Michelle Alexander, a civil rights author, has laid the problem bare: If you’re poor and black, selling CDs or loose cigarettes can lead to fines, an arrest or even death, while the wealthy can bankrupt millions without even a slap on the wrist.

Children of color more at risk

That the problem starts in childhood makes it even more troubling. Black and brown youth are more likely to attend  highly policed schools than their white peers. Ironically, this may make schools less safe and learning more difficult. It not only pulls resources from educators and counselors, but also leads to greater arrest rates. 

Once in juvenile court, black and brown youth are  more likely than their white peers to be adjudicated delinquent, placed outside the home, and transferred to  adult court for the same behavior. 

As a result, not only are children of color at a heightened risk of family separation and incarceration, but their families also pay more in fees, including court fees, public defender fees, probation fees, placement costs and other financial obligations associated with the justice system. Youth and their families are being doubly punished and doubly taxed. And the problem doesn’t stop there. Unpaid fees can also lead to increased or repeated contact with the justice system, exacerbating the disparities further. 

The tie between fines, the justice system and racial oppression isn’t a new one. In fact, Ginsburg recognized the history of fines in racial discrimination and state-enforced white supremacy. “Following the Civil War,” she explained, “Southern states enacted Black Codes to subjugate newly freed slaves and maintain the prewar racial hierarchy. Among these laws’ provisions were draconian fines for violating broad proscriptions on 'vagrancy' and other dubious offenses. ... When newly freed slaves were unable to pay imposed fines, states often demanded involuntary labor instead.” 
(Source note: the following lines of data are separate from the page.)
//! HTTP route handlers.
//!
//! # Route Structure
//!
//! ```text
//! GET  /health                 - Liveness check
//! GET  /health/ready           - Readiness check (session storage)
//!
//! # Auth
//! GET  /auth/login             - Shop form, or start OAuth with ?shop=
//! POST /auth/login             - Shop form submit
//! GET  /auth/callback          - OAuth callback
//! GET  /auth/session-token     - App Bridge session token bounce
//!
//! # Embedded pages (session token)
//! GET  /                       - Redirect to /app
//! GET  /app                    - Dashboard
//! GET  /app/carousel           - Carousel editor (JSON with Accept: application/json)
//! POST /app/carousel           - Save carousel data
//!
//! # API (session token)
//! POST /api/section            - Activate or deactivate a section
//! GET  /api/themes             - Themes with installed sections
//! POST /api/test-upload        - Theme access diagnostics
//! ```

pub mod api;
pub mod auth;
pub mod carousel;
pub mod dashboard;

use axum::{Router, extract::State, http::StatusCode, routing::get};

use crate::state::AppState;

/// Create all routes for the app.
pub fn routes() -> Router<AppState> {
    Router::new()
        .route("/health", get(health))
        .route("/health/ready", get(readiness))
        .merge(auth::router())
        .merge(dashboard::router())
        .merge(carousel::router())
        .merge(api::router())
}

/// Liveness health check endpoint.
///
/// Returns "ok" if the server is running. Does not check dependencies.
async fn health() -> &'static str {
    "ok"
}

/// Readiness health check endpoint.
///
/// Returns 503 Service Unavailable if session storage is not reachable.
async fn readiness(State(state): State<AppState>) -> StatusCode {
    match state.sessions().ping().await {
        Ok(()) => StatusCode::OK,
        Err(e) => {
            tracing::warn!(error = %e, "Readiness check failed");
            StatusCode::SERVICE_UNAVAILABLE
        }
    }
}
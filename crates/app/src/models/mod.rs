//! Domain models for the app.

pub mod carousel;
pub mod session;

pub use carousel::{CarouselData, Slide};
pub use session::ShopSession;
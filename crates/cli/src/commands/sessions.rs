//! Offline shop session commands.
//!
//! # Usage
//!
//! ```bash
//! shopi-cli sessions list
//! shopi-cli sessions delete example.myshopify.com
//! ```

use shopi_section_app::db::{PgSessionStorage, SessionStorage};
use shopi_section_core::ShopDomain;

use super::{CommandError, connect};

/// Print every installed shop with its scopes.
///
/// # Errors
///
/// Returns an error if the sessions cannot be read.
pub async fn list() -> Result<(), CommandError> {
    let storage = PgSessionStorage::new(connect().await?);
    let sessions = storage.list().await?;

    #[allow(clippy::print_stdout)]
    {
        if sessions.is_empty() {
            println!("No installed shops");
        }
        for session in &sessions {
            println!(
                "{}\tinstalled {}\tupdated {}\t{}",
                session.shop,
                session.created_at.format("%Y-%m-%d %H:%M"),
                session.updated_at.format("%Y-%m-%d %H:%M"),
                session.scope()
            );
        }
    }
    Ok(())
}

/// Delete a shop's offline session.
///
/// The next embedded request from that shop goes through OAuth again.
///
/// # Errors
///
/// Returns an error if the domain is invalid or the delete fails.
pub async fn delete(shop: &str) -> Result<(), CommandError> {
    let shop = ShopDomain::parse(shop).map_err(|e| CommandError::InvalidShop(e.to_string()))?;
    let storage = PgSessionStorage::new(connect().await?);

    if storage.delete(&shop).await? {
        tracing::info!(shop = %shop, "Session deleted");
    } else {
        tracing::warn!(shop = %shop, "No session stored for shop");
    }
    Ok(())
}
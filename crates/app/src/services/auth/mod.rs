//! Request authentication.
//!
//! Two things are verified here:
//! - the HMAC Shopify adds to the OAuth callback query, and
//! - the App Bridge session token carried by embedded requests (HS256 JWT
//!   signed with the app secret).

mod error;

pub use error::SessionTokenError;

use hmac::{Hmac, Mac};
use jsonwebtoken::{Algorithm, DecodingKey, Validation, decode};
use secrecy::{ExposeSecret, SecretString};
use serde::{Deserialize, Serialize};
use sha2::Sha256;
use shopi_section_core::ShopDomain;

type HmacSha256 = Hmac<Sha256>;

/// Clock skew tolerated on `exp` and `nbf`, in seconds.
pub const SESSION_TOKEN_LEEWAY_SECS: u64 = 10;

/// Verify the `hmac` parameter of an OAuth callback query.
///
/// The message is every other parameter (`signature` excluded too) sorted by
/// key and joined as `k=v&k=v`.
#[must_use]
pub fn verify_callback_hmac(params: &[(String, String)], api_secret: &SecretString) -> bool {
    let Some(provided) = params
        .iter()
        .find(|(k, _)| k == "hmac")
        .map(|(_, v)| v.as_str())
    else {
        return false;
    };

    let mut pairs: Vec<&(String, String)> = params
        .iter()
        .filter(|(k, _)| k != "hmac" && k != "signature")
        .collect();
    pairs.sort();

    let message = pairs
        .iter()
        .map(|(k, v)| format!("{k}={v}"))
        .collect::<Vec<_>>()
        .join("&");

    let Ok(mut mac) = HmacSha256::new_from_slice(api_secret.expose_secret().as_bytes()) else {
        return false;
    };
    mac.update(message.as_bytes());
    let computed = hex::encode(mac.finalize().into_bytes());

    constant_time_compare(&computed, &provided.to_ascii_lowercase())
}

/// Claims of an App Bridge session token.
#[derive(Debug, Clone, Serialize, Deserialize)]
pub struct SessionClaims {
    /// `https://{shop}/admin`
    pub iss: String,
    /// `https://{shop}`
    pub dest: String,
    /// App client ID.
    pub aud: String,
    /// Staff user ID.
    #[serde(default)]
    pub sub: Option<String>,
    pub exp: u64,
    pub nbf: u64,
    #[serde(default)]
    pub iat: Option<u64>,
    #[serde(default)]
    pub jti: Option<String>,
    #[serde(default)]
    pub sid: Option<String>,
}

impl SessionClaims {
    /// Shop the token was issued for.
    ///
    /// # Errors
    ///
    /// Returns `SessionTokenError::InvalidDestination` if `dest` is not a
    /// `myshopify.com` URL.
    pub fn shop(&self) -> Result<ShopDomain, SessionTokenError> {
        let host = self
            .dest
            .strip_prefix("https://")
            .ok_or_else(|| SessionTokenError::InvalidDestination(self.dest.clone()))?;
        ShopDomain::parse(host)
            .map_err(|_| SessionTokenError::InvalidDestination(self.dest.clone()))
    }
}

/// Verify a session token and return the shop it identifies.
///
/// # Errors
///
/// Returns an error if the signature does not match `api_secret`, `aud` is
/// not `api_key`, the token is outside its `nbf..exp` window (with
/// [`SESSION_TOKEN_LEEWAY_SECS`] of slack), or `dest` is not a shop.
pub fn verify_session_token(
    token: &str,
    api_key: &str,
    api_secret: &SecretString,
) -> Result<(ShopDomain, SessionClaims), SessionTokenError> {
    let mut validation = Validation::new(Algorithm::HS256);
    validation.set_audience(&[api_key]);
    validation.set_required_spec_claims(&["exp", "nbf", "aud"]);
    validation.validate_nbf = true;
    validation.leeway = SESSION_TOKEN_LEEWAY_SECS;

    let key = DecodingKey::from_secret(api_secret.expose_secret().as_bytes());
    let claims = decode::<SessionClaims>(token, &key, &validation)?.claims;
    let shop = claims.shop()?;
    Ok((shop, claims))
}

/// Random OAuth `state` value.
#[must_use]
pub fn generate_oauth_state() -> String {
    uuid::Uuid::new_v4().simple().to_string()
}

/// Constant-time string comparison to prevent timing attacks.
fn constant_time_compare(a: &str, b: &str) -> bool {
    if a.len() != b.len() {
        return false;
    }

    let mut result: u8 = 0;
    for (x, y) in a.bytes().zip(b.bytes()) {
        result |= x ^ y;
    }

    result == 0
}
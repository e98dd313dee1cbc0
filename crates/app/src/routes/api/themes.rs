//! Theme listing endpoint.

use axum::{Json, extract::Query};
use serde::Deserialize;
use tracing::instrument;

use crate::error::AppError;
use crate::middleware::ShopContext;
use crate::services::themes::{self, ThemeListing};

#[derive(Debug, Deserialize)]
pub struct ThemesQuery {
    /// Check each theme's assets instead of trusting the shop-wide flag.
    #[serde(default)]
    pub probe: bool,
}

/// GET /api/themes - Themes with installed sections.
///
/// # Errors
///
/// Returns 401 with reauthorize headers if Shopify rejects the token, or
/// 502 if Shopify fails.
#[instrument(skip(ctx), fields(shop = %ctx.shop))]
pub async fn list(
    ctx: ShopContext,
    Query(query): Query<ThemesQuery>,
) -> Result<Json<ThemeListing>, AppError> {
    let listing = ctx
        .guard(themes::list(&ctx.admin, ctx.locks(), query.probe).await)
        .await?;
    Ok(Json(listing))
}
//! Shopi Section Core - Shared types library.
//!
//! This crate provides common types used across all Shopi Section components:
//! - `app` - Embedded Shopify admin application (section installer, carousel editor)
//! - `cli` - Command-line tools for migrations and session management
//!
//! # Architecture
//!
//! The core crate contains only types - no I/O, no database access,
//! no HTTP clients. This keeps it lightweight and allows it to be used anywhere.
//!
//! # Modules
//!
//! - [`types`] - Validated newtypes for shop domains, theme IDs, asset keys and
//!   section actions

#![cfg_attr(not(test), forbid(unsafe_code))]

pub mod types;

pub use types::*;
The juvenile justice system has a similarly problematic history. It is portrayed as rehabilitative, but it has been used decade after decade to disproportionately police, control and punish black and brown youth by locking them up for normative adolescent behavior and then sending their families the bill. 

The country should follow the lead of jurisdictions that have recently passed much needed policy reforms. In 2015, Washington state passed the YEAR Act that eliminated numerous juvenile fees, and California followed in 2017 with a bill that even more comprehensively eliminated juvenile fines and fees. 

Our children deserve access to a system that treats them fairly regardless of the color of their skin or the wealth of their families.

Jessica Feierman is the senior managing director of the Juvenile Law Center. Clarise McCants is the campaign director of criminal justice for Color of Change.